▸ What is being asked: Going through the entries below, count each line that holds "MappingOverrideStore" and give only the total.

= = = = = = =

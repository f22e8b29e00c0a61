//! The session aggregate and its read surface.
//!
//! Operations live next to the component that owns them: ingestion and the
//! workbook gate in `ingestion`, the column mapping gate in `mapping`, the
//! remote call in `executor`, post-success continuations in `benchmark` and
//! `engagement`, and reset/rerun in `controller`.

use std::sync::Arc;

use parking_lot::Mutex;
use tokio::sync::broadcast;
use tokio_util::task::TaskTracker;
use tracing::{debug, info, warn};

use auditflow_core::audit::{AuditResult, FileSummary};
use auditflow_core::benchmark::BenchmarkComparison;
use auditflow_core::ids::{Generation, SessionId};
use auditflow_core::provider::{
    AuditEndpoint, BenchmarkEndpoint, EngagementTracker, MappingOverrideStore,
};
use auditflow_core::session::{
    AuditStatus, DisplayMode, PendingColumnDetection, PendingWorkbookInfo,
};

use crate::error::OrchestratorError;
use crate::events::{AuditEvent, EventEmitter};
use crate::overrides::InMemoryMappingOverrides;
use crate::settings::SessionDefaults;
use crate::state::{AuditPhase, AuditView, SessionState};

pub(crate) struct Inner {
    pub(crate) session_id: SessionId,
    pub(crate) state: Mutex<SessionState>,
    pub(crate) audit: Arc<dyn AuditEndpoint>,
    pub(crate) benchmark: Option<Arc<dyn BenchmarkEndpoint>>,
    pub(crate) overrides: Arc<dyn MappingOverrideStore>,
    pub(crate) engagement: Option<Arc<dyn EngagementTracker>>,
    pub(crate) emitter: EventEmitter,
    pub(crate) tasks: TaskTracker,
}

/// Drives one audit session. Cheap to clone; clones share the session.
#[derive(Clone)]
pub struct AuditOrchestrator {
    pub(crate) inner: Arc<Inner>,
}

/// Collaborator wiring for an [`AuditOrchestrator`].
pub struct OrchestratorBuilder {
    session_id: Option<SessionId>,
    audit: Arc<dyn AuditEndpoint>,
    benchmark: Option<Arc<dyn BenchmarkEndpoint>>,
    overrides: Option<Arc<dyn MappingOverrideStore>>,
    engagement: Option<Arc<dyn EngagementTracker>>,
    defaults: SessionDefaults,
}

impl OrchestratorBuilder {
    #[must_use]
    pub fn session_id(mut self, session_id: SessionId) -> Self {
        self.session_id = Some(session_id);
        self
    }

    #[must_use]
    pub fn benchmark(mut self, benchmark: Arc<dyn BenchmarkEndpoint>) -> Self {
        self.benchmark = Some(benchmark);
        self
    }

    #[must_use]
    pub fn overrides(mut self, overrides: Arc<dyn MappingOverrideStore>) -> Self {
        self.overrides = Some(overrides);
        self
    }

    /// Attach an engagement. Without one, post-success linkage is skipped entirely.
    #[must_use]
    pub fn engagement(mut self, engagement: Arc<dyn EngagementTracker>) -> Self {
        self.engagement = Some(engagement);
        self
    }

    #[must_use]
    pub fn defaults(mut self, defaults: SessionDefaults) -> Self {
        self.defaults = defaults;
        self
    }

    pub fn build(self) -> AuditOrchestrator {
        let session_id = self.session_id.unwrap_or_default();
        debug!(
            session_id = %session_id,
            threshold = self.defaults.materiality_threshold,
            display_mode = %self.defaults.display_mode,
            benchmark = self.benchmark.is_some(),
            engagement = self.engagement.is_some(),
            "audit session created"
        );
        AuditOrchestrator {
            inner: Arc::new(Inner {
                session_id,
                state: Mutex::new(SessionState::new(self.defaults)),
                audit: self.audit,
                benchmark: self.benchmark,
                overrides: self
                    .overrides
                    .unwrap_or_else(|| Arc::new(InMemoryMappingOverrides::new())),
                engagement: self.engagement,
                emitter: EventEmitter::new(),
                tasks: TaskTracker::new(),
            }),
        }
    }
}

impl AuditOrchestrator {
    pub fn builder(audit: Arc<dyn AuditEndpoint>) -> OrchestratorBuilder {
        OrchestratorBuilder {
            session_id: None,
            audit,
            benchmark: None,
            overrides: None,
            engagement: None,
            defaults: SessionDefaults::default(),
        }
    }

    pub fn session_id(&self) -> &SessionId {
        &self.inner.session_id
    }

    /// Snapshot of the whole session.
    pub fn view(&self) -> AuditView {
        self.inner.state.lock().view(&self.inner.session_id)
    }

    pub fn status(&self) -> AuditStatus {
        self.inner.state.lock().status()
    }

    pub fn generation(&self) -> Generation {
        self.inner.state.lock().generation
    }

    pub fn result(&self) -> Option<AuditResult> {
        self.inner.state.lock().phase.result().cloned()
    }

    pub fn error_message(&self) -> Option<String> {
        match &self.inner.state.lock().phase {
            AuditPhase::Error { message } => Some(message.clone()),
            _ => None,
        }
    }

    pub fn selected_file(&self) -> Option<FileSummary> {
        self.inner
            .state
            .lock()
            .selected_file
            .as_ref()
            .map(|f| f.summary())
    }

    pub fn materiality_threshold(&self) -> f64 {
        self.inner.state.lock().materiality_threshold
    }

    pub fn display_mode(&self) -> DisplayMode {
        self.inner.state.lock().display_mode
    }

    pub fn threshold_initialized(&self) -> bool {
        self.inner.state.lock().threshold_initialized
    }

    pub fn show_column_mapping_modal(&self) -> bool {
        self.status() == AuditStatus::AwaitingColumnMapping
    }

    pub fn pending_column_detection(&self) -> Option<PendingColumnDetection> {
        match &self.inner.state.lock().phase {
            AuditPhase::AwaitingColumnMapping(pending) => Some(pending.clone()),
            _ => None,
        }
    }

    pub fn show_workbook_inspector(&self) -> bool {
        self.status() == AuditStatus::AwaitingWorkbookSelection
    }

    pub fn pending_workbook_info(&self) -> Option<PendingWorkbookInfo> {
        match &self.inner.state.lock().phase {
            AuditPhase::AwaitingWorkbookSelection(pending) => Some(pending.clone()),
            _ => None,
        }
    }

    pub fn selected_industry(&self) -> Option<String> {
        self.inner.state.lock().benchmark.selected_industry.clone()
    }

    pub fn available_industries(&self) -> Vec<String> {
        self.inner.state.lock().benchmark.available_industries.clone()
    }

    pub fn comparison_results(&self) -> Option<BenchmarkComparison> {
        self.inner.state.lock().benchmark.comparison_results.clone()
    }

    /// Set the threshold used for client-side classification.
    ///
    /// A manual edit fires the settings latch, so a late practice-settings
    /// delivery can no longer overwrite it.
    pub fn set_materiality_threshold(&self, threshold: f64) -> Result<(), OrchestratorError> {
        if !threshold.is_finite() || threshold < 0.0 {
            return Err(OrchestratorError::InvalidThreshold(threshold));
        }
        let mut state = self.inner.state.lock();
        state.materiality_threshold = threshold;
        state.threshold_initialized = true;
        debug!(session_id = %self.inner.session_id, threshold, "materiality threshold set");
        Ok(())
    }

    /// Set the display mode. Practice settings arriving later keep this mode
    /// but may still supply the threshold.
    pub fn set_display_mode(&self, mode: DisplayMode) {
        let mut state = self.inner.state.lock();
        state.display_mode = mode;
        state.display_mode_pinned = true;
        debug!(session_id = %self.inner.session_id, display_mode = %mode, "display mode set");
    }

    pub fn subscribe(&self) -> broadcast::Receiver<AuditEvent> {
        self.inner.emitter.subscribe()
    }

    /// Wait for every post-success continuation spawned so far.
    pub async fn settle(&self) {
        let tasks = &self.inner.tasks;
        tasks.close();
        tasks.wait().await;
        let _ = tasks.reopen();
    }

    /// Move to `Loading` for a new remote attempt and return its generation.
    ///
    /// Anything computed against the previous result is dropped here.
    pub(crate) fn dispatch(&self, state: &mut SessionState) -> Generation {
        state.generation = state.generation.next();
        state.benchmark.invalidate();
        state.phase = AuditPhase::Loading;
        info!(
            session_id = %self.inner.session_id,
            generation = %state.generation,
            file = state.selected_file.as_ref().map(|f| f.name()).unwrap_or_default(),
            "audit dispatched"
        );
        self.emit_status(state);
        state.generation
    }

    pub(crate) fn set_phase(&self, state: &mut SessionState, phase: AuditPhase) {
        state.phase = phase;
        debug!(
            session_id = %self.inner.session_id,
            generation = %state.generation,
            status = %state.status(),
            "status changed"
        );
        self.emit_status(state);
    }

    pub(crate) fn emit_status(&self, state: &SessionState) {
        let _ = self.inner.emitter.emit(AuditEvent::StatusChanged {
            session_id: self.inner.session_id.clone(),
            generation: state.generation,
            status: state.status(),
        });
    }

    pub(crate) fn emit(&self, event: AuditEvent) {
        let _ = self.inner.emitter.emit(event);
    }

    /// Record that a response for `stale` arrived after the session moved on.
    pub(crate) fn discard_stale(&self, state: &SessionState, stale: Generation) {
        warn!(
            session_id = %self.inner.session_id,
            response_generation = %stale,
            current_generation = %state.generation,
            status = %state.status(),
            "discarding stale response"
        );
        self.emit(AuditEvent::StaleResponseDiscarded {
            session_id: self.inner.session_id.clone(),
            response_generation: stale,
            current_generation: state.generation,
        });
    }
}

= = = = = = =

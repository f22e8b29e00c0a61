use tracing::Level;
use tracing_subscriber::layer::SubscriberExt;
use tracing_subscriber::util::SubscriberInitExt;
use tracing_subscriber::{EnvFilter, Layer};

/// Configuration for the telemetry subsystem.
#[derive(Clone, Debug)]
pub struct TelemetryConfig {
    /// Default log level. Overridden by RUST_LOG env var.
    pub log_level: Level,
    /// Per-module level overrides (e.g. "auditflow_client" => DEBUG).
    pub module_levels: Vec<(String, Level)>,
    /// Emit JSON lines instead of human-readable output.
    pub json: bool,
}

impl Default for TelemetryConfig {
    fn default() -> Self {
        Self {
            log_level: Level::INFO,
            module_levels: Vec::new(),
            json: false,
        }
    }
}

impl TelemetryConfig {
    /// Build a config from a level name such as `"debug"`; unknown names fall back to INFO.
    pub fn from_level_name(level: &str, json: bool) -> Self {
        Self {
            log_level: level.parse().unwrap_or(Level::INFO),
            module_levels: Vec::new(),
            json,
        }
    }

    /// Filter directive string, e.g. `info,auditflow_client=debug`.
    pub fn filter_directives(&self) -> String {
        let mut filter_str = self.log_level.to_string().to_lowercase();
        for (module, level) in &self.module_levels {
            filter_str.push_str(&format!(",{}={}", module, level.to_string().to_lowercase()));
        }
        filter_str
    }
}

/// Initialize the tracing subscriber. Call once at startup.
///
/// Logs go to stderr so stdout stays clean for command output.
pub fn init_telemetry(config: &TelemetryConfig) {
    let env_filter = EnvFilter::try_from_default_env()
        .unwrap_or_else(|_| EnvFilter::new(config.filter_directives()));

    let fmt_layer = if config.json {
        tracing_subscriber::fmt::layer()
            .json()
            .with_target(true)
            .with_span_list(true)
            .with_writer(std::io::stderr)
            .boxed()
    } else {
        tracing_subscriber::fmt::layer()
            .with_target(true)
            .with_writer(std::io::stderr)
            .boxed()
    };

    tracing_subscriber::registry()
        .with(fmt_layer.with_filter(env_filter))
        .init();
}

= = = = = = =

▸ Response below: 4